* **EXERCISE MATERIAL**
[Start of Attachment]

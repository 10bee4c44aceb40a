//! Random-walk quote source for items `item1`..`item30`.

use std::sync::{Arc, Weak};
use std::time::{Duration, SystemTime, UNIX_EPOCH};

use parking_lot::{Mutex, RwLock};
use rand::rngs::StdRng;
use rand::{Rng, SeedableRng};
use shared_types::{FieldMap, ItemName};
use tokio::runtime::Handle;
use tokio::task::JoinHandle;
use tracing::{debug, trace};

use crate::domain::{StockQuote, STOCK_NAMES};
use crate::ports::FeedListener;

pub struct FeedSimulator {
    quotes: Mutex<Vec<(ItemName, StockQuote)>>,
    rng: Mutex<StdRng>,
    listener: RwLock<Option<Weak<dyn FeedListener>>>,
    tick_interval: Duration,
}

impl FeedSimulator {
    /// A simulator with reference prices drawn from `seed`, or from entropy.
    #[must_use]
    pub fn new(tick_interval: Duration, seed: Option<u64>) -> Self {
        let mut rng = match seed {
            Some(seed) => StdRng::seed_from_u64(seed),
            None => StdRng::from_entropy(),
        };
        let quotes = ItemName::all()
            .zip(STOCK_NAMES)
            .map(|(item, name)| {
                let ref_price = f64::from(rng.gen_range(500_u32..=5_000)) / 100.0;
                (item, StockQuote::new(name, ref_price))
            })
            .collect();

        Self {
            quotes: Mutex::new(quotes),
            rng: Mutex::new(rng),
            listener: RwLock::new(None),
            tick_interval,
        }
    }

    pub fn set_listener(&self, listener: Weak<dyn FeedListener>) {
        *self.listener.write() = Some(listener);
    }

    /// Trade periodically until the returned task is aborted.
    pub fn start(self: &Arc<Self>, runtime: &Handle) -> JoinHandle<()> {
        let simulator = Arc::clone(self);
        debug!(interval_ms = self.tick_interval.as_millis() as u64, "Quote simulator started");

        runtime.spawn(async move {
            let mut ticker = tokio::time::interval(simulator.tick_interval);
            ticker.set_missed_tick_behavior(tokio::time::MissedTickBehavior::Delay);
            loop {
                ticker.tick().await;
                simulator.tick();
            }
        })
    }

    /// Trade one random item and report it as a delta.
    pub fn tick(&self) -> ItemName {
        let (item, fields) = {
            let mut rng = self.rng.lock();
            let mut quotes = self.quotes.lock();
            let index = rng.gen_range(0..quotes.len());
            let (item, quote) = &mut quotes[index];
            quote.advance(&mut *rng, unix_secs());
            (item.clone(), quote.fields())
        };

        trace!(item = %item, "Simulated trade");
        self.emit(&item, &fields, false);
        item
    }

    /// Report the current state of `item` as a snapshot.
    pub fn send_current_values(&self, item: &ItemName) {
        let Some(fields) = self.current_values(item) else {
            return;
        };
        self.emit(item, &fields, true);
    }

    #[must_use]
    pub fn current_values(&self, item: &ItemName) -> Option<FieldMap> {
        self.quotes
            .lock()
            .iter()
            .find(|(name, _)| name == item)
            .map(|(_, quote)| quote.fields())
    }

    fn emit(&self, item: &ItemName, fields: &FieldMap, is_snapshot: bool) {
        let listener = self.listener.read().as_ref().and_then(Weak::upgrade);
        if let Some(listener) = listener {
            listener.on_event(item, fields, is_snapshot);
        }
    }
}

fn unix_secs() -> u64 {
    SystemTime::now()
        .duration_since(UNIX_EPOCH)
        .map(|elapsed| elapsed.as_secs())
        .unwrap_or_default()
}
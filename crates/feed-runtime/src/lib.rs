//! # Feed Runtime Library
//!
//! Wiring of both ends of the feed inside one process. The `main.rs` binary
//! is a thin shell around `FeedRuntime`.

pub mod config;
pub mod consumer;
pub mod error;
pub mod wiring;

pub use config::RuntimeConfig;
pub use consumer::LoggingConsumer;
pub use error::{ConfigError, RuntimeError};
pub use wiring::FeedRuntime;
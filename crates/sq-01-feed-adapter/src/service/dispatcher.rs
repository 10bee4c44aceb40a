//! Outbound dispatch of queued control requests.
//!
//! Every registry change that enqueues a request spawns one blocking round.
//! Rounds may overlap; the atomic pop guarantees each request is sent by
//! exactly one of them, in queue order per round.

use tokio::task::JoinHandle;
use tracing::{debug, warn};

use feed_telemetry::metrics::{REQUESTS_DISPATCHED, REQUESTS_FAILED};

use super::FeedAdapter;
use crate::ports::ItemEventListener;

impl<L: ItemEventListener> FeedAdapter<L> {
    /// Spawn a dispatch round. Returns `None` if the adapter is going away.
    pub(crate) fn spawn_dispatch(&self) -> Option<JoinHandle<usize>> {
        let adapter = self.me.upgrade()?;
        Some(
            self.runtime
                .spawn_blocking(move || adapter.dispatch_pending()),
        )
    }

    /// Send queued requests until the queue is empty; returns how many
    /// were sent successfully.
    ///
    /// A failed send drops the request: a reconnect always ends in a full
    /// re-subscription, which supersedes anything lost here.
    pub(crate) fn dispatch_pending(&self) -> usize {
        let state = self.state.read();
        let mut sent = 0;

        while let Some(request) = state.pending.pop() {
            match self.bus.send_request(&request) {
                Ok(()) => {
                    REQUESTS_DISPATCHED.inc();
                    sent += 1;
                }
                Err(e) => {
                    REQUESTS_FAILED.inc();
                    warn!(request = %request, error = %e, "Control request dropped");
                }
            }
        }

        debug!(sent, "Dispatch round finished");
        sent
    }
}
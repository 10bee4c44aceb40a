//! # Shared Bus - Connection Plumbing for the Stock Quotes Feed
//!
//! Everything both feed processes need to talk over an unreliable,
//! connection-oriented message bus.
//!
//! ## Components
//!
//! | Module | Purpose |
//! |--------|---------|
//! | `transport` | `Transport` / `InboundListener` port, `TransportError` |
//! | `pool` | `MessagePool` of reusable outbound envelopes |
//! | `handler` | `BusHandler`: pooled encoding of requests and bus messages |
//! | `supervisor` | `ReconnectSupervisor` with generation-based cancellation |
//! | `memory` | `InMemoryBroker` / `InMemoryTransport` for single-process runs |
//!
//! ## Topology
//!
//! ```text
//! ┌──────────────┐   request queue (text)   ┌──────────────┐
//! │ Feed adapter │ ───────────────────────► │  Generator   │
//! │              │ ◄─────────────────────── │              │
//! └──────────────┘   update topic (JSON)    └──────────────┘
//! ```

// Nursery lints that are too strict
#![allow(clippy::missing_const_for_fn)]
// Allow in tests
#![cfg_attr(test, allow(clippy::unwrap_used))]
#![cfg_attr(test, allow(clippy::expect_used))]
#![cfg_attr(test, allow(clippy::panic))]

pub mod handler;
pub mod memory;
pub mod pool;
pub mod supervisor;
pub mod transport;

// Re-export main types
pub use handler::{BusHandler, DEFAULT_POOL_BATCH};
pub use memory::{InMemoryBroker, InMemoryTransport, Role};
pub use pool::{Envelope, MessagePool, PoolError, Recycle};
pub use supervisor::{
    GenerationCounter, GenerationToken, ReconnectSupervisor, SupervisorOutcome,
    DEFAULT_RECOVERY_PAUSE,
};
pub use transport::{Channel, InboundListener, Transport, TransportError};

/// Maximum payloads buffered per in-memory channel before receivers lag.
pub const DEFAULT_CHANNEL_CAPACITY: usize = 1000;

/// Default name of the request queue.
pub const DEFAULT_QUEUE_NAME: &str = "stocksQueue";

/// Default name of the update topic.
pub const DEFAULT_TOPIC_NAME: &str = "stocksTopic";
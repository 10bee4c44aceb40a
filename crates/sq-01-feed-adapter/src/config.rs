//! Adapter configuration

use std::time::Duration;

use shared_bus::{DEFAULT_POOL_BATCH, DEFAULT_RECOVERY_PAUSE};

/// Default period of the producer watchdog.
pub const DEFAULT_WATCHDOG_INTERVAL: Duration = Duration::from_secs(2);

/// Tuning knobs of the feed adapter.
#[derive(Clone, Debug)]
pub struct AdapterConfig {
    /// Pause between two bus connection attempts
    pub recovery_pause: Duration,
    /// A producer silent for a whole interval is declared down
    pub watchdog_interval: Duration,
    /// Envelopes added to a message pool when it runs dry
    pub pool_batch: usize,
}

impl Default for AdapterConfig {
    fn default() -> Self {
        Self {
            recovery_pause: DEFAULT_RECOVERY_PAUSE,
            watchdog_interval: DEFAULT_WATCHDOG_INTERVAL,
            pool_batch: DEFAULT_POOL_BATCH,
        }
    }
}

impl AdapterConfig {
    /// Configuration for tests: short intervals, tiny pools.
    #[must_use]
    pub fn for_testing() -> Self {
        Self {
            recovery_pause: Duration::from_millis(20),
            watchdog_interval: Duration::from_millis(300),
            pool_batch: 2,
        }
    }
}

#[cfg(test)]
mod tests {
    use super::*;

    #[test]
    fn test_defaults() {
        let config = AdapterConfig::default();
        assert_eq!(config.recovery_pause, Duration::from_millis(2000));
        assert_eq!(config.watchdog_interval, Duration::from_secs(2));
        assert_eq!(config.pool_batch, 15);
    }
}
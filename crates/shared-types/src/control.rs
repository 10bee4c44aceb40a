//! # Control Requests
//!
//! Text commands the adapter sends to the generator over the request queue.
//!
//! ```text
//! reset
//! subscribe<item>_<subscription id>      e.g. subscribeitem5_12
//! unsubscribe<item>_<subscription id>    e.g. unsubscribeitem5_12
//! ```
//!
//! There is no delimiter between the command and the item name; a single
//! `_` separates the item from the subscription id and the parser splits on
//! the first one.

use std::fmt;
use std::str::FromStr;

use crate::entities::{ItemName, SubscriptionId};
use crate::errors::ControlParseError;

const RESET: &str = "reset";
const SUBSCRIBE: &str = "subscribe";
const UNSUBSCRIBE: &str = "unsubscribe";

/// A pending request for the generator.
#[derive(Debug, Clone, PartialEq, Eq)]
pub enum ControlRequest {
    /// Drop every subscription the generator holds.
    Reset,
    /// Start forwarding updates for `item`, tagged with `id`.
    Subscribe { item: ItemName, id: SubscriptionId },
    /// Stop forwarding updates for `item` if still tagged with `id`.
    Unsubscribe { item: ItemName, id: SubscriptionId },
}

impl ControlRequest {
    /// The item this request refers to, if any.
    #[must_use]
    pub fn item(&self) -> Option<&ItemName> {
        match self {
            Self::Reset => None,
            Self::Subscribe { item, .. } | Self::Unsubscribe { item, .. } => Some(item),
        }
    }
}

impl fmt::Display for ControlRequest {
    fn fmt(&self, f: &mut fmt::Formatter<'_>) -> fmt::Result {
        match self {
            Self::Reset => f.write_str(RESET),
            Self::Subscribe { item, id } => write!(f, "{SUBSCRIBE}{item}_{id}"),
            Self::Unsubscribe { item, id } => write!(f, "{UNSUBSCRIBE}{item}_{id}"),
        }
    }
}

impl FromStr for ControlRequest {
    type Err = ControlParseError;

    fn from_str(text: &str) -> Result<Self, Self::Err> {
        if text == RESET {
            return Ok(Self::Reset);
        }

        // "unsubscribe" does not start with "subscribe", so order is irrelevant.
        if let Some(rest) = text.strip_prefix(SUBSCRIBE) {
            let (item, id) = split_item_and_id(text, rest)?;
            return Ok(Self::Subscribe { item, id });
        }
        if let Some(rest) = text.strip_prefix(UNSUBSCRIBE) {
            let (item, id) = split_item_and_id(text, rest)?;
            return Ok(Self::Unsubscribe { item, id });
        }

        Err(ControlParseError::UnknownCommand(text.to_string()))
    }
}

fn split_item_and_id(
    text: &str,
    rest: &str,
) -> Result<(ItemName, SubscriptionId), ControlParseError> {
    let (item, id) = rest
        .split_once('_')
        .ok_or_else(|| ControlParseError::MissingSeparator(text.to_string()))?;

    let id = id
        .parse::<SubscriptionId>()
        .map_err(|_| ControlParseError::InvalidSubscriptionId {
            text: text.to_string(),
        })?;

    Ok((ItemName::parse(item)?, id))
}
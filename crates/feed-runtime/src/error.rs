//! Runtime errors.

use std::path::PathBuf;

use shared_bus::PoolError;
use sq_01_feed_adapter::SubscriptionError;
use thiserror::Error;

#[derive(Error, Debug)]
pub enum ConfigError {
    #[error("Cannot read configuration file {path}: {source}")]
    Io {
        path: PathBuf,
        #[source]
        source: std::io::Error,
    },

    #[error("Malformed configuration: {0}")]
    Parse(#[from] toml::de::Error),

    #[error("Invalid value for {key}: {value:?}")]
    InvalidValue { key: &'static str, value: String },

    #[error("Unsupported bus URL {0:?}: only memory:// is available")]
    UnsupportedBusUrl(String),

    #[error("Invalid configuration: {0}")]
    Invalid(String),
}

#[derive(Error, Debug)]
pub enum RuntimeError {
    #[error(transparent)]
    Config(#[from] ConfigError),

    #[error("Message pool: {0}")]
    Pool(#[from] PoolError),

    #[error("Subscription failed: {0}")]
    Subscription(#[from] SubscriptionError),
}
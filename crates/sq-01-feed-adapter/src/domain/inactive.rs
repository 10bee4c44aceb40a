//! Locally synthesized updates sent while the feed is unavailable.

use shared_types::FieldMap;

/// Field carrying the feed status of an item.
pub const ITEM_STATUS_FIELD: &str = "item_status";

/// Value of `item_status` while no producer data is available.
pub const INACTIVE: &str = "inactive";

/// Every numeric field of a quote, zeroed in the inactive snapshot.
pub const NUMERIC_FIELDS: [&str; 11] = [
    "time",
    "last_price",
    "ask",
    "bid",
    "bid_quantity",
    "ask_quantity",
    "pct_change",
    "min",
    "max",
    "ref_price",
    "open_price",
];

/// Full snapshot of an item whose producer is unavailable.
#[must_use]
pub fn inactive_snapshot() -> FieldMap {
    let mut fields: FieldMap = NUMERIC_FIELDS
        .iter()
        .map(|name| ((*name).to_string(), "0".to_string()))
        .collect();
    fields.insert("stock_name".to_string(), "-".to_string());
    fields.insert(ITEM_STATUS_FIELD.to_string(), INACTIVE.to_string());
    fields
}

/// Delta flipping an already snapshotted item to inactive.
#[must_use]
pub fn inactive_delta() -> FieldMap {
    FieldMap::from([(ITEM_STATUS_FIELD.to_string(), INACTIVE.to_string())])
}

#[cfg(test)]
mod tests {
    use super::*;

    #[test]
    fn test_snapshot_contents() {
        let snapshot = inactive_snapshot();
        assert_eq!(snapshot.len(), 13);
        assert_eq!(snapshot["stock_name"], "-");
        assert_eq!(snapshot["item_status"], "inactive");
        for field in NUMERIC_FIELDS {
            assert_eq!(snapshot[field], "0", "{field}");
        }
    }

    #[test]
    fn test_delta_contents() {
        let delta = inactive_delta();
        assert_eq!(delta.len(), 1);
        assert_eq!(delta["item_status"], "inactive");
    }
}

[End of Attachment]

Lines of the material may hold the string "Some". Copy each one that does.

            Some(seed) => StdRng::seed_from_u64(seed),
        *self.listener.write() = Some(listener);
        let Some(fields) = self.current_values(item) else {
        if let Some(listener) = listener {
        Some(
        while let Some(request) = state.pending.pop() {
            Self::Subscribe { item, .. } | Self::Unsubscribe { item, .. } => Some(item),
        if let Some(rest) = text.strip_prefix(SUBSCRIBE) {
        if let Some(rest) = text.strip_prefix(UNSUBSCRIBE) {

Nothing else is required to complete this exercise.